WHAT THIS TASK INVOLVES: Search the records for the string "ShowCommand", then copy each line where it appears.

Saved data entries
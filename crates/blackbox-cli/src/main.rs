//! Blackbox CLI binary entrypoint.
//!
//! This is the main entry point for the `blackbox` command-line tool.

use std::io;
use std::process::ExitCode;

use clap::Parser;
use tracing::debug;
use tracing_subscriber::EnvFilter;

use blackbox::{Recorder, RecorderConfig};
use blackbox_cli::cli::{Cli, Commands};
use blackbox_cli::commands::{DownloadCommand, ShowCommand};
use blackbox_cli::output::OutputFormat;

fn main() -> ExitCode {
    // Initialize tracing
    tracing_subscriber::fmt()
        .with_env_filter(EnvFilter::from_default_env())
        .with_writer(io::stderr)
        .init();

    // Parse CLI arguments
    let cli = Cli::parse();

    // Run async runtime
    let runtime = match tokio::runtime::Runtime::new() {
        Ok(rt) => rt,
        Err(e) => {
            eprintln!("Failed to create async runtime: {e}");
            return ExitCode::FAILURE;
        }
    };

    match runtime.block_on(run(cli)) {
        Ok(()) => ExitCode::SUCCESS,
        Err(e) => {
            eprintln!("Error: {e}");
            ExitCode::FAILURE
        }
    }
}

async fn run(cli: Cli) -> Result<(), blackbox_cli::CliError> {
    let format = OutputFormat::new(cli.format);
    let mut stdout = io::stdout().lock();

    let config = RecorderConfig::default().with_namespace(cli.namespace.as_str());
    let recorder = Recorder::connect(&cli.store, config).await?;
    debug!(store = %cli.store, namespace = %cli.namespace, "connected to store");

    let result = match cli.command {
        Commands::Show { id } => {
            let cmd = ShowCommand::new(&recorder);
            cmd.execute(&mut stdout, &format, &id).await
        }
        Commands::Download { id, output } => {
            let cmd = DownloadCommand::new(&recorder);
            cmd.execute(&mut stdout, &id, output.as_deref()).await
        }
    };

    // Ignore close errors so they never mask the command result.
    let _ = recorder.close().await;
    result
}
//! Feeding the tracing stack into a request scope.
//!
//! [`ScopeWriter`] is the glue between a formatted logging layer and a
//! [`RequestScope`]: hand it to `tracing_subscriber::fmt().with_writer(..)`
//! and every formatted event line the subscriber emits for this request
//! lands in the scope, ready to be flushed under the request's ID.

use std::io;
use std::mem;
use std::sync::Arc;

use parking_lot::Mutex;
use tracing_subscriber::fmt::MakeWriter;

use crate::scope::RequestScope;

/// An [`io::Write`] adapter that pushes complete lines into a
/// [`RequestScope`].
///
/// Bytes buffer until a newline; each complete line is handed to the
/// scope with its newline intact, so the stored transcript reads exactly
/// like the terminal output would have. A partial trailing line is
/// pushed by [`flush`](io::Write::flush). Clones share the pending
/// buffer, which lets a formatter call
/// [`make_writer`](MakeWriter::make_writer) once per event.
#[derive(Clone)]
pub struct ScopeWriter {
    scope: Arc<RequestScope>,
    pending: Arc<Mutex<Vec<u8>>>,
}

impl ScopeWriter {
    /// Creates a writer feeding `scope`.
    #[must_use]
    pub fn new(scope: Arc<RequestScope>) -> Self {
        Self {
            scope,
            pending: Arc::new(Mutex::new(Vec::new())),
        }
    }

    /// The scope this writer feeds.
    #[must_use]
    pub fn scope(&self) -> &Arc<RequestScope> {
        &self.scope
    }

    fn push_complete_lines(&self) {
        let mut pending = self.pending.lock();
        while let Some(pos) = pending.iter().position(|&b| b == b'\n') {
            let line: Vec<u8> = pending.drain(..=pos).collect();
            self.scope.write(&String::from_utf8_lossy(&line));
        }
    }
}

impl io::Write for ScopeWriter {
    fn write(&mut self, buf: &[u8]) -> io::Result<usize> {
        self.pending.lock().extend_from_slice(buf);
        self.push_complete_lines();
        Ok(buf.len())
    }

    fn flush(&mut self) -> io::Result<()> {
        // Push any partial trailing line so nothing is lost at shutdown.
        let tail = mem::take(&mut *self.pending.lock());
        if !tail.is_empty() {
            self.scope.write(&String::from_utf8_lossy(&tail));
        }
        Ok(())
    }
}

impl<'a> MakeWriter<'a> for ScopeWriter {
    type Writer = ScopeWriter;

    fn make_writer(&'a self) -> Self::Writer {
        self.clone()
    }
}
//! Compression codec for stored request logs.
//!
//! Records are deflate-compressed with a zlib wrapper, so transcripts
//! stay compact in the store and the frame is self-describing on the way
//! back out. An empty transcript compresses to a valid empty-payload
//! frame and round-trips to an empty string.

use std::io::Write;

use flate2::write::ZlibEncoder;
use flate2::{Compression, Decompress, FlushDecompress, Status};

use crate::error::{RecorderError, Result};

/// Spare output capacity reserved per inflate step.
const INFLATE_CHUNK: usize = 16 * 1024;

/// Compresses log text into a zlib frame.
///
/// # Errors
///
/// Returns [`RecorderError::CompressionFailed`] if the encoder cannot
/// finish the frame.
pub fn compress(text: &str) -> Result<Vec<u8>> {
    let mut encoder = ZlibEncoder::new(Vec::new(), Compression::default());
    encoder
        .write_all(text.as_bytes())
        .map_err(|e| RecorderError::CompressionFailed(e.to_string()))?;
    encoder
        .finish()
        .map_err(|e| RecorderError::CompressionFailed(e.to_string()))
}

/// Decompresses a stored frame back into text.
///
/// The frame must run through its stream terminator: input that ends
/// before the terminator is rejected as corrupt rather than returned as
/// partial text. Invalid UTF-8 in the decompressed bytes is replaced
/// rather than rejected, so a record written by a non-UTF-8 producer
/// still renders.
///
/// # Errors
///
/// Returns [`RecorderError::CorruptRecord`] if the bytes are not a valid
/// zlib frame or the stream never reaches its terminator.
pub fn decompress(bytes: &[u8]) -> Result<String> {
    let mut decompressor = Decompress::new(true);
    let mut decompressed = Vec::new();
    loop {
        let consumed = decompressor.total_in() as usize;
        let produced = decompressed.len();
        decompressed.reserve(INFLATE_CHUNK);
        let status = decompressor
            .decompress_vec(&bytes[consumed..], &mut decompressed, FlushDecompress::Finish)
            .map_err(|e| RecorderError::CorruptRecord(e.to_string()))?;
        match status {
            Status::StreamEnd => break,
            Status::Ok | Status::BufError => {
                // No terminator, no fresh input consumed, no output
                // produced: the frame is cut short.
                let stalled = decompressor.total_in() as usize == consumed
                    && decompressed.len() == produced;
                if stalled {
                    return Err(RecorderError::CorruptRecord(
                        "truncated zlib frame".to_owned(),
                    ));
                }
            }
        }
    }
    Ok(String::from_utf8_lossy(&decompressed).into_owned())
}
//! Traits for store backends and log sinks.
//!
//! [`TtlStore`] abstracts over TTL key-value backends so the recorder
//! works against in-memory and Redis storage interchangeably. [`LogSink`]
//! is the capability a logging facility needs from anything it feeds
//! lines into.

use std::future::Future;
use std::pin::Pin;
use std::time::Duration;

use crate::error::Result;

/// Trait for TTL key-value store backends.
///
/// Implementations must be safe for concurrent use from many units of
/// work sharing one client; the recorder adds no locking of its own
/// around store calls.
pub trait TtlStore: Send + Sync {
    /// Writes `value` under `key`, replacing any prior value, and
    /// schedules removal no earlier than `ttl` after the write. Exact
    /// eviction timing is the store's own business.
    ///
    /// # Errors
    ///
    /// Returns an error if the store cannot be reached.
    fn set<'a>(
        &'a self,
        key: &'a str,
        value: &'a [u8],
        ttl: Duration,
    ) -> Pin<Box<dyn Future<Output = Result<()>> + Send + 'a>>;

    /// Reads the current value under `key`.
    ///
    /// Returns `Ok(None)` if the key does not exist or has expired.
    ///
    /// # Errors
    ///
    /// Returns an error if the store cannot be reached.
    fn get<'a>(
        &'a self,
        key: &'a str,
    ) -> Pin<Box<dyn Future<Output = Result<Option<Vec<u8>>>> + Send + 'a>>;

    /// Releases the client's connection. Closing twice is a no-op;
    /// operations after close fail with a store-unavailable error.
    ///
    /// # Errors
    ///
    /// Returns an error if releasing the connection fails.
    fn close(&self) -> Pin<Box<dyn Future<Output = Result<()>> + Send + '_>>;
}

/// Capability a logging facility needs from a per-request sink.
///
/// One method per emitted line plus an idempotent close. Implemented by
/// [`RequestScope`](crate::scope::RequestScope).
pub trait LogSink: Send + Sync {
    /// Accepts one log line. A line that should end with a newline must
    /// carry its own; the sink adds nothing.
    fn write_line(&self, line: &str);

    /// Releases anything the sink holds. Default is a no-op.
    fn close(&self) {}
}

SOLVED PROBLEM:
use blackbox_cli::commands::{DownloadCommand, ShowCommand};
            let cmd = ShowCommand::new(&recorder);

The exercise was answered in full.